We’ve heard a lot about the vision for taxation, Net Zero and Brexit – but we’ve heard much less about support for families.
Penny Mordaunt has promised to provide a childcare budget to give families more choice – but whoever the next leader, be it Liz Truss or Rishi Sunak, parents will need more support than ever in a post-pandemic world, as the cost of living through the crisis sets in.
Young people may have suffered more than any other group during the pandemic and the extent of the damage now amounts to another public health emergency.
The two candidates vying to be the country’s next leader must clearly affirm their commitment to children and families, redouble their efforts on the policies formed under the previous government and go even further, in order to avoid a entire generation is left behind.
New data has emerged in recent weeks that further underscores these concerns, highlighting academic and developmental shortcomings after months of long-term lockdown.
Last week, disappointing SAT results have sounded the alarm about the progress of the under-10s in particular. It followed a report published in May by the Educational Endowment Foundation which found that the development of Key Stage 1 students – those aged five to seven – has been severely affected over the past two years.
Children starting school in England are struggling with their emotional well-being and performing lower in maths and reading than pre-pandemic cohorts.
The picture is similar for older children – the figures of the ETS in June showed that almost four-fifths of teachers fear that students leaving primary school this year will not be emotionally or socially ready for secondary school, while three-quarters fear that students entering year 7 will be not academically prepared.
It’s not just academic progress that is being halted – according to data from the NHS Confederation rates of “probable mental disorder among children aged 6 to 16 increased from 11.6% to 17.4% over a four-year period”.
Failure to fully address the impact of the pandemic today risks a serious crisis in the education, health and mental well-being of the “covid generation” tomorrow. Across the country, the parents we speak to are worried about their ability to raise a resilient, successful child.
As with the cost of living, it is extremely likely that the resolution of this crisis will be a measure on which the government will be judged in the next general election.

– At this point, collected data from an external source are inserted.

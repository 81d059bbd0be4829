use async_trait::async_trait;
use bytes::Bytes;

use crate::commands::executable::{Context, Executable};
use crate::commands::CommandParser;
use crate::frame::Frame;
use crate::Error;

/// Increments the number stored at key by one. If the key does not exist, it is set to 0 before
/// performing the operation.
///
/// Ref: <https://redis.io/docs/latest/commands/incr/>
#[derive(Debug, PartialEq)]
pub struct Incr {
    pub key: Bytes,
}

#[async_trait]
impl Executable for Incr {
    async fn exec(self, ctx: &mut Context<'_>) -> Result<Frame, Error> {
        let value = ctx.db().strings.incr_by(&self.key, 1).await?;

        Ok(Frame::Integer(value))
    }
}

impl TryFrom<&mut CommandParser> for Incr {
    type Error = Error;

    fn try_from(parser: &mut CommandParser) -> Result<Self, Self::Error> {
        let key = parser.next_bytes()?;

        Ok(Self { key })
    }
}

#[cfg(test)]
mod tests {
    use super::*;
    use crate::commands::Command;
    use crate::dispatcher::Dispatcher;
    use crate::keyspace::StoreError;
    use crate::session::Session;

    #[tokio::test]
    async fn existing_key() {
        let dispatcher = Dispatcher::default();
        let mut session = Session::default();

        let frame = Frame::Array(vec![
            Frame::Bulk(Bytes::from("INCR")),
            Frame::Bulk(Bytes::from("key1")),
        ]);
        let cmd = Command::try_from(frame).unwrap();

        assert_eq!(
            cmd,
            Command::Incr(Incr {
                key: Bytes::from("key1")
            })
        );

        let strings = &dispatcher.keyspace().database(0).strings;
        strings
            .set(&Bytes::from("key1"), Bytes::from("10"), None)
            .await
            .unwrap();

        let res = dispatcher.execute(cmd, &mut session).await.unwrap();

        assert_eq!(res, Frame::Integer(11));
        assert_eq!(
            strings.get(&Bytes::from("key1")).await.unwrap(),
            Some(Bytes::from("11"))
        );
    }

    #[tokio::test]
    async fn non_existing_key() {
        let dispatcher = Dispatcher::default();
        let mut session = Session::default();

        let cmd = Command::Incr(Incr {
            key: Bytes::from("key1"),
        });
        let res = dispatcher.execute(cmd, &mut session).await.unwrap();

        assert_eq!(res, Frame::Integer(1));
    }

    #[tokio::test]
    async fn not_an_integer() {
        let dispatcher = Dispatcher::default();
        let mut session = Session::default();

        dispatcher
            .keyspace()
            .database(0)
            .strings
            .set(&Bytes::from("key1"), Bytes::from("value"), None)
            .await
            .unwrap();

        let cmd = Command::Incr(Incr {
            key: Bytes::from("key1"),
        });
        let err = dispatcher.execute(cmd, &mut session).await.unwrap_err();

        assert_eq!(
            err.downcast_ref::<StoreError>(),
            Some(&StoreError::NotAnInteger)
        );
    }

    #[tokio::test]
    async fn overflow() {
        let dispatcher = Dispatcher::default();
        let mut session = Session::default();

        dispatcher
            .keyspace()
            .database(0)
            .strings
            .set(&Bytes::from("key1"), Bytes::from(i64::MAX.to_string()), None)
            .await
            .unwrap();

        let cmd = Command::Incr(Incr {
            key: Bytes::from("key1"),
        });
        let err = dispatcher.execute(cmd, &mut session).await.unwrap_err();

        assert_eq!(
            err.to_string(),
            "ERR increment or decrement would overflow"
        );
    }
}
use async_trait::async_trait;
use bytes::Bytes;

use crate::commands::executable::{Context, Executable};
use crate::commands::CommandParser;
use crate::frame::Frame;
use crate::Error;

/// Returns all values in the hash stored at key.
///
/// Ref: <https://redis.io/docs/latest/commands/hvals/>
#[derive(Debug, PartialEq)]
pub struct Hvals {
    pub key: Bytes,
}

#[async_trait]
impl Executable for Hvals {
    async fn exec(self, ctx: &mut Context<'_>) -> Result<Frame, Error> {
        let values = ctx.db().hashes.values(&self.key).await?;

        Ok(Frame::Array(values.into_iter().map(Frame::Bulk).collect()))
    }
}

impl TryFrom<&mut CommandParser> for Hvals {
    type Error = Error;

    fn try_from(parser: &mut CommandParser) -> Result<Self, Self::Error> {
        let key = parser.next_bytes()?;

        Ok(Self { key })
    }
}
use async_trait::async_trait;
use bytes::Bytes;

use crate::commands::executable::{Context, Executable};
use crate::commands::CommandParser;
use crate::frame::Frame;
use crate::Error;

/// Sets field in the hash stored at key to value, only if field does not yet exist.
///
/// Ref: <https://redis.io/docs/latest/commands/hsetnx/>
#[derive(Debug, PartialEq)]
pub struct Hsetnx {
    pub key: Bytes,
    pub field: Bytes,
    pub value: Bytes,
}

#[async_trait]
impl Executable for Hsetnx {
    async fn exec(self, ctx: &mut Context<'_>) -> Result<Frame, Error> {
        let written = ctx
            .db()
            .hashes
            .set_if_absent(&self.key, &self.field, self.value)
            .await?;

        Ok(Frame::Integer(written as i64))
    }
}

impl TryFrom<&mut CommandParser> for Hsetnx {
    type Error = Error;

    fn try_from(parser: &mut CommandParser) -> Result<Self, Self::Error> {
        let key = parser.next_bytes()?;
        let field = parser.next_bytes()?;
        let value = parser.next_bytes()?;

        Ok(Self { key, field, value })
    }
}
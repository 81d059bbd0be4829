use async_trait::async_trait;
use bytes::Bytes;

use crate::commands::executable::{Context, Executable};
use crate::commands::CommandParser;
use crate::frame::Frame;
use crate::Error;

/// Removes the specified fields from the hash stored at key. Returns the number of fields that
/// were removed.
///
/// Ref: <https://redis.io/docs/latest/commands/hdel/>
#[derive(Debug, PartialEq)]
pub struct Hdel {
    pub key: Bytes,
    pub fields: Vec<Bytes>,
}

#[async_trait]
impl Executable for Hdel {
    async fn exec(self, ctx: &mut Context<'_>) -> Result<Frame, Error> {
        let removed = ctx
            .db()
            .hashes
            .delete_fields(&self.key, &self.fields)
            .await?;

        Ok(Frame::Integer(removed as i64))
    }
}

impl TryFrom<&mut CommandParser> for Hdel {
    type Error = Error;

    fn try_from(parser: &mut CommandParser) -> Result<Self, Self::Error> {
        let key = parser.next_bytes()?;
        let fields = parser.remaining();

        Ok(Self { key, fields })
    }
}
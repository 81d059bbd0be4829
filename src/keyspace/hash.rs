use async_trait::async_trait;
use bytes::Bytes;
use std::collections::HashSet;
use std::sync::Arc;

use crate::backend::{Backend, BackendError, Delta, Mutation, Row, RowKey, Table};
use crate::keyspace::{Family, KeyTtl, KeyType, StoreError, StoreResult};
use crate::utils::number;
use crate::utils::time::now_millis;

/// Hashes, one row per field in `modis_hash_table`. There is no row for the hash itself: its
/// length, fields and expiration all come from scanning the rows sharing `(db, key)`.
#[derive(Clone)]
pub struct HashStore {
    backend: Arc<dyn Backend>,
    db: u32,
}

impl HashStore {
    pub fn new(backend: Arc<dyn Backend>, db: u32) -> Self {
        Self { backend, db }
    }

    fn row_key(&self, key: &Bytes, field: &Bytes) -> RowKey {
        RowKey::with_field(self.db, key.clone(), field.clone())
    }

    async fn rows(&self, key: &Bytes, limit: Option<usize>) -> StoreResult<Vec<Row>> {
        Ok(self.backend.scan(Table::Hash, self.db, key, limit).await?)
    }

    /// Expiration shared by the rows of the key, new fields are stamped with it.
    async fn key_expire_at(&self, key: &Bytes) -> StoreResult<Option<i64>> {
        Ok(self
            .rows(key, Some(1))
            .await?
            .into_iter()
            .next()
            .and_then(|row| row.expire_at))
    }

    /// Sets the fields and returns how many of them did not exist.
    pub async fn set(&self, key: &Bytes, pairs: Vec<(Bytes, Bytes)>) -> StoreResult<u64> {
        let row_keys: Vec<RowKey> = pairs
            .iter()
            .map(|(field, _)| self.row_key(key, field))
            .collect();
        let existing = self.backend.get_many(Table::Hash, &row_keys).await?;

        let created = row_keys
            .iter()
            .zip(existing.iter())
            .filter(|(_, row)| row.is_none())
            .map(|(row_key, _)| row_key)
            .collect::<HashSet<_>>()
            .len() as u64;

        let expire_at = self.key_expire_at(key).await?;
        let mutations = row_keys
            .into_iter()
            .zip(pairs)
            .map(|(row_key, (_, value))| Mutation::Put(Row::new(row_key, value, expire_at)))
            .collect();

        self.backend.batch(Table::Hash, mutations).await?;
        Ok(created)
    }

    pub async fn set_if_absent(&self, key: &Bytes, field: &Bytes, value: Bytes) -> StoreResult<bool> {
        let expire_at = self.key_expire_at(key).await?;
        let row = Row::new(self.row_key(key, field), value, expire_at);

        match self.backend.insert(Table::Hash, row).await {
            Ok(()) => Ok(true),
            Err(BackendError::Conflict) => Ok(false),
            Err(err) => Err(err.into()),
        }
    }

    pub async fn get(&self, key: &Bytes, field: &Bytes) -> StoreResult<Option<Bytes>> {
        Ok(self
            .backend
            .get(Table::Hash, &self.row_key(key, field))
            .await?
            .map(|row| row.value))
    }

    pub async fn mget(&self, key: &Bytes, fields: &[Bytes]) -> StoreResult<Vec<Option<Bytes>>> {
        let row_keys: Vec<RowKey> = fields.iter().map(|field| self.row_key(key, field)).collect();
        let rows = self.backend.get_many(Table::Hash, &row_keys).await?;

        Ok(rows.into_iter().map(|row| row.map(|row| row.value)).collect())
    }

    /// Returns the number of fields removed.
    pub async fn delete_fields(&self, key: &Bytes, fields: &[Bytes]) -> StoreResult<u64> {
        let mutations = fields
            .iter()
            .map(|field| Mutation::Delete(self.row_key(key, field)))
            .collect();
        let results = self.backend.batch(Table::Hash, mutations).await?;

        Ok(results.into_iter().filter(|deleted| *deleted).count() as u64)
    }

    /// Field and value pairs ordered by field.
    pub async fn get_all(&self, key: &Bytes) -> StoreResult<Vec<(Bytes, Bytes)>> {
        Ok(self
            .rows(key, None)
            .await?
            .into_iter()
            .map(|row| (row.field(), row.value))
            .collect())
    }

    pub async fn keys(&self, key: &Bytes) -> StoreResult<Vec<Bytes>> {
        Ok(self.rows(key, None).await?.iter().map(Row::field).collect())
    }

    pub async fn values(&self, key: &Bytes) -> StoreResult<Vec<Bytes>> {
        Ok(self
            .rows(key, None)
            .await?
            .into_iter()
            .map(|row| row.value)
            .collect())
    }

    pub async fn len(&self, key: &Bytes) -> StoreResult<u64> {
        Ok(self.backend.count(Table::Hash, self.db, key).await?)
    }

    pub async fn exists_field(&self, key: &Bytes, field: &Bytes) -> StoreResult<bool> {
        Ok(self.get(key, field).await?.is_some())
    }

    /// Increments through the backend, a new field row inherits the key's expiration.
    async fn increment(&self, key: &Bytes, field: &Bytes, delta: Delta) -> StoreResult<String> {
        let row_key = self.row_key(key, field);
        let created = self.backend.get(Table::Hash, &row_key).await?.is_none();
        let expire_at = if created {
            self.key_expire_at(key).await?
        } else {
            None
        };

        let text = self
            .backend
            .increment(Table::Hash, &row_key, delta)
            .await
            .map_err(|err| match (err, delta) {
                (BackendError::NotANumber, Delta::Integer(_)) => StoreError::HashNotAnInteger,
                (BackendError::NotANumber, Delta::Float(_)) => StoreError::HashNotAFloat,
                (BackendError::Overflow, Delta::Integer(_)) => StoreError::Overflow,
                (BackendError::Overflow, Delta::Float(_)) => StoreError::NanOrInfinity,
                (err, _) => err.into(),
            })?;

        if let Some(at) = expire_at {
            self.backend
                .set_expire(Table::Hash, &row_key, Some(at))
                .await?;
        }

        Ok(number::normalize_decimal(&text))
    }

    pub async fn incr_by(&self, key: &Bytes, field: &Bytes, delta: i64) -> StoreResult<i64> {
        self.increment(key, field, Delta::Integer(delta))
            .await?
            .parse::<i64>()
            .map_err(|_| StoreError::HashNotAnInteger)
    }

    pub async fn incr_by_float(&self, key: &Bytes, field: &Bytes, delta: f64) -> StoreResult<String> {
        self.increment(key, field, Delta::Float(delta)).await
    }

    pub async fn key_count(&self) -> StoreResult<u64> {
        Ok(self.backend.count_keys(Table::Hash, self.db).await?)
    }

    /// Applies the same mutation to every row of the key, one independent write per row.
    async fn for_each_row<F>(&self, key: &Bytes, mutation: F) -> StoreResult<u64>
    where
        F: Fn(Row) -> Option<Mutation> + Send,
    {
        let mutations: Vec<Mutation> = self
            .rows(key, None)
            .await?
            .into_iter()
            .filter_map(mutation)
            .collect();

        if mutations.is_empty() {
            return Ok(0);
        }

        let results = self.backend.batch(Table::Hash, mutations).await?;
        Ok(results.into_iter().any(|affected| affected) as u64)
    }
}

#[async_trait]
impl Family for HashStore {
    fn key_type(&self) -> KeyType {
        KeyType::Hash
    }

    async fn exists(&self, key: &Bytes) -> StoreResult<u64> {
        Ok(!self.rows(key, Some(1)).await?.is_empty() as u64)
    }

    async fn delete(&self, key: &Bytes) -> StoreResult<u64> {
        self.for_each_row(key, |row| Some(Mutation::Delete(row.key)))
            .await
    }

    async fn expire_at(&self, key: &Bytes, at: i64) -> StoreResult<u64> {
        self.for_each_row(key, |row| Some(Mutation::SetExpire(row.key, Some(at))))
            .await
    }

    async fn persist(&self, key: &Bytes) -> StoreResult<u64> {
        self.for_each_row(key, |row| {
            row.expire_at
                .map(|_| Mutation::SetExpire(row.key, None))
        })
        .await
    }

    async fn ttl(&self, key: &Bytes) -> StoreResult<KeyTtl> {
        Ok(match self.rows(key, Some(1)).await?.into_iter().next() {
            None => KeyTtl::Missing,
            Some(Row {
                expire_at: None, ..
            }) => KeyTtl::Persistent,
            Some(Row {
                expire_at: Some(at),
                ..
            }) => KeyTtl::ExpiresIn((at - now_millis()).max(0)),
        })
    }
}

The Family Hubs initiative, launched in the first half of this year following a promise made in the Conservative manifesto for the 2019 general election, is a prime example of a policy the next leader should not only pursue, but improve. The same goes for the Supporting Families initiative.
With Family Hubs funding signed up and made available to local authorities in 82 local areas across England, parents will have access to some of the crucial information and support services they need to get back on track. way.
Continuity and consistency in early years support is now vital, and losing the progress already made with delays or strategy pivots would only add to the damage caused by the pandemic.
Speaking to parents and families, we know that mums and dads feel there is a real stigma attached to asking for extra support. The absence of political dialogue around the issue only exacerbates the feeling that struggling parents must suffer in silence.
We need political leaders to talk about parenting support programs as a natural next step to prenatal classes – which many parents, especially new parents, attend as the norm and without hesitation. Family hubs provide that springboard.
By offering evidence-based parenting programs in person and self-directed online, we can begin to eliminate the fear of judgment that holds parents back. Instead, as a one-stop-shop for parents’ needs, hubs can become a welcoming and open space that parents feel confident about.
The Johnson administration has done a lot to recognize the importance of the early years – our next leader must take this to the next level. Making family hubs a priority and protecting investments in programs to support families and reduce parental conflict would be a good first step in the right direction.
There are many building blocks of hubs, including parenting services like Triple P, but championing their overall success at the political level will not only de-stigmatize a valuable resource for parents, but also help leadership contestants stand out among their peers. .
The winning candidate will take office at the same time as the children returning to school in September.
The new Prime Minister should ensure that every child receives maximum support to recover what they have lost during the pandemic.
Parenthood is the golden thread that runs through so many policy areas, from great education to low crime, to good mental and physical health.
As every parent knows, getting it right from the earliest years prepares a child for life. A good parenting policy can do the same for a new government.
Matt Buttery is Managing Director of Triple P UK & Ireland.